The Cooperative Institute for Research to Operations in Hydrology (CIROH) is helping revolutionize water modeling with NextGen In A Box (NGIAB), a containerized, open-source tool that is making powerful hydrological simulation more accessible than ever.
Until recently, configuring localized water models using the Next Generation Water Resource Modeling framework required specialized knowledge and time-intensive setup. NGIAB changes that by streamlining the process into a 30-minute, ready-to-run package.

“By providing full control over model inputs, configurations and execution, NGIAB enables seamless deployment across personal laptop, cloud services and HPC environments,” said Patel, DevOps manager and enterprise architect for CIROH. “This solution empowers consortium members, partners and researchers to quickly set up and run simulations to drive innovation and push the boundaries of the field.”

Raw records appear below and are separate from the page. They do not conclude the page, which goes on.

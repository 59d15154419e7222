//! Пакетный импорт услуг полиса из CSV-файлов

pub mod domain;
pub mod shared;
pub mod system;
pub mod usecases;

At The University of Alabama, NGIAB supports a wide range of hydrologic research across the College of Engineering. Engineering doctoral student Savalan Naser Neisary is using the tool to explore drought-related patterns.
“The main goal of my research is to operationalize the National Water Model and NextGen framework by connecting them to water supply forecasting and long-term water planning under drought conditions,” Neisary said. “I used the NGIAB and its tools, such as calibration and preprocessing, to investigate how the NWM and its future version, NextGen, perform in the western United States with extensive water infrastructure under drought and low flow conditions, and how artificial intelligence can improve their performance.”
Neisary’s research is mainly focused on the Great Salt Lake basin because the Great Salt Lake is suffering from drought and water regulation, resulting in a significant decline in lake elevation.
“I used NGIAB’s preprocessing tools, developed by Josh Cunningham, to prepare input datasets, such as precipitation, temperature, NWM retrospective data and watershed boundaries, as input for the PP-ML framework,” Neisary said. “I also used a calibration tool to calibrate NGIAB parameters and simulate the streamflow. The next steps will be to extend the study area to the Colorado River basin and conduct a similar analysis in Alabama with a focus on flood prediction and flood mapping using NGIAB predictions.”
Looking ahead, CIROH plans to further expand NGIAB’s capabilities. Upcoming enhancements will include new visualization tools, streamlined validation protocols and deeper integration with existing hydrological databases. These improvements aim to keep NGIAB at the center of next-generation water prediction systems.